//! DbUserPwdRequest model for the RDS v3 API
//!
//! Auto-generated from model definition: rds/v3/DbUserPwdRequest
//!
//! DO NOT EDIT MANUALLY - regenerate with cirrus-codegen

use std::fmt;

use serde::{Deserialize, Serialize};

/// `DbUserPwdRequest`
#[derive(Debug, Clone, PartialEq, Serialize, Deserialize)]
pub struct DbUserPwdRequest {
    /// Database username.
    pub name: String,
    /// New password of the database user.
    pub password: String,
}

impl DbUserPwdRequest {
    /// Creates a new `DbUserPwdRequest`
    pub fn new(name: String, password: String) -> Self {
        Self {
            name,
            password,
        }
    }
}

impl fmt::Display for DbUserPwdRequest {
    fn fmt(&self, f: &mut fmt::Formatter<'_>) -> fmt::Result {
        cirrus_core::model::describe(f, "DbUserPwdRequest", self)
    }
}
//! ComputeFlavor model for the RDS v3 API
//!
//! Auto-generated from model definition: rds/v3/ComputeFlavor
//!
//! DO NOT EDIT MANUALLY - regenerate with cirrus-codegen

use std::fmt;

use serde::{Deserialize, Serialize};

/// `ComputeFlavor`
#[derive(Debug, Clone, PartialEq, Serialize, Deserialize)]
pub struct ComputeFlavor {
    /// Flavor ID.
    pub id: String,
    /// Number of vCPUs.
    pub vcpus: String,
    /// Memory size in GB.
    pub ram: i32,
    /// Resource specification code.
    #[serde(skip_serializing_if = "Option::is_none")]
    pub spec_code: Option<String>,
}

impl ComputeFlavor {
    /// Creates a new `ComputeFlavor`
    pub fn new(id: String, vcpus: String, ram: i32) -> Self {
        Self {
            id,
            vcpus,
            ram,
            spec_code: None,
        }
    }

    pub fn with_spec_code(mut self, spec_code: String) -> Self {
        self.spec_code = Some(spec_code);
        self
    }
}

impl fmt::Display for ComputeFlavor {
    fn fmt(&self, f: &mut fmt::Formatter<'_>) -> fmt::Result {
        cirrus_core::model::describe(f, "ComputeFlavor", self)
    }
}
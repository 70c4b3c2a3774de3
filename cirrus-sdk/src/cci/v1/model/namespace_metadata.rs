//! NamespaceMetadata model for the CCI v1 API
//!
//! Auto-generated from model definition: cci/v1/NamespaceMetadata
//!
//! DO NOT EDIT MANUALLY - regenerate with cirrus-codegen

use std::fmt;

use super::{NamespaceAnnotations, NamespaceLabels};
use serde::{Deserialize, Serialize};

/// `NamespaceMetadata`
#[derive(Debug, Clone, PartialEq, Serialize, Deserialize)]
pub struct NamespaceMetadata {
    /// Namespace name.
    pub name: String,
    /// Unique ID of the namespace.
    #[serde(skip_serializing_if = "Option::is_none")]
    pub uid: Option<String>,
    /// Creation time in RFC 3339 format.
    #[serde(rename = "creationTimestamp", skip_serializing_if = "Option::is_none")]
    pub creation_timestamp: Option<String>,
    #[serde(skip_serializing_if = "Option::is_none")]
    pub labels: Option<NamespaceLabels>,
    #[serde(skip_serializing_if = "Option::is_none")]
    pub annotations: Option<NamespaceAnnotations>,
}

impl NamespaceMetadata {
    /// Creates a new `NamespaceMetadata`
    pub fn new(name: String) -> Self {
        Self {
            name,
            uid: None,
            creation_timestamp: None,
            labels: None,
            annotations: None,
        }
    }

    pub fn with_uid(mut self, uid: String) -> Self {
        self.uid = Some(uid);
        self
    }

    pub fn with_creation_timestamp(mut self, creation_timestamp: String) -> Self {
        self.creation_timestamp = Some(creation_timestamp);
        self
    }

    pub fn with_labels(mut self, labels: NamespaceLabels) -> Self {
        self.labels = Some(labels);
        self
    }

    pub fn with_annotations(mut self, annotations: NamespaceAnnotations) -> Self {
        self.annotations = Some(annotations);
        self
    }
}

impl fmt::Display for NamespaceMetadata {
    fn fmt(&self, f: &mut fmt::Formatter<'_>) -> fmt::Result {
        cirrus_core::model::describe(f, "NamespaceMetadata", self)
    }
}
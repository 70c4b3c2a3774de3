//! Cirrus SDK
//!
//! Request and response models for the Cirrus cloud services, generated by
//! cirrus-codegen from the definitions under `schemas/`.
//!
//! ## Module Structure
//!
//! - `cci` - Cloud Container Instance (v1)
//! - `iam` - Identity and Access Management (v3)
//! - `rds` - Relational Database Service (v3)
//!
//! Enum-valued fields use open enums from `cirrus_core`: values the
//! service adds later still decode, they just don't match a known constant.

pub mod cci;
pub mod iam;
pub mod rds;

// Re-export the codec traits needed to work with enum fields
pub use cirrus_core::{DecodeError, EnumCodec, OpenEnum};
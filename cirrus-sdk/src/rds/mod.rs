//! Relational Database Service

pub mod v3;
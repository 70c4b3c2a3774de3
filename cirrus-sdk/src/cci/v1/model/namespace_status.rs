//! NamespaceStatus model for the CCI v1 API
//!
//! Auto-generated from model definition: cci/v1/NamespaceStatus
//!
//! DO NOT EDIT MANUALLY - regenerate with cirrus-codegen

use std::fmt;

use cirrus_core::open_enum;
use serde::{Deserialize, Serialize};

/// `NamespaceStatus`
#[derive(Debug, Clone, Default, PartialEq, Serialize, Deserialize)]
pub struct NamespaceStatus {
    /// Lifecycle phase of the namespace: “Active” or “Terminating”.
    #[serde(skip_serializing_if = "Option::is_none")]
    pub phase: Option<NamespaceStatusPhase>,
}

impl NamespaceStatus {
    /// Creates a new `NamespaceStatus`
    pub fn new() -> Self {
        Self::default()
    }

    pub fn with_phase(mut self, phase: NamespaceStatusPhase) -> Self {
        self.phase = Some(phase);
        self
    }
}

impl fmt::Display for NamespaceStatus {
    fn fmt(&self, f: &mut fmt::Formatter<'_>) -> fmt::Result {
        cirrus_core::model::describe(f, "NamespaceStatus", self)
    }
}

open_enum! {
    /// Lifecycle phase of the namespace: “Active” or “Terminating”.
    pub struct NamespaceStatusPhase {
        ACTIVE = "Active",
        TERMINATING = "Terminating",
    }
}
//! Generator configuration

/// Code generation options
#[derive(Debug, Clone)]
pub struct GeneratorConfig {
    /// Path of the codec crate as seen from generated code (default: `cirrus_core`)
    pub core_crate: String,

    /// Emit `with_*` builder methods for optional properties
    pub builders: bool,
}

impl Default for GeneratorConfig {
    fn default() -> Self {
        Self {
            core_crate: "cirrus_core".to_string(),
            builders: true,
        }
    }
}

──────────

WHAT TO WORK ON
Check each line of the records above for the string "fields", and report every line that has it.

ANSWER AREA
//! Enum-valued fields use open enums from `cirrus_core`: values the
// Re-export the codec traits needed to work with enum fields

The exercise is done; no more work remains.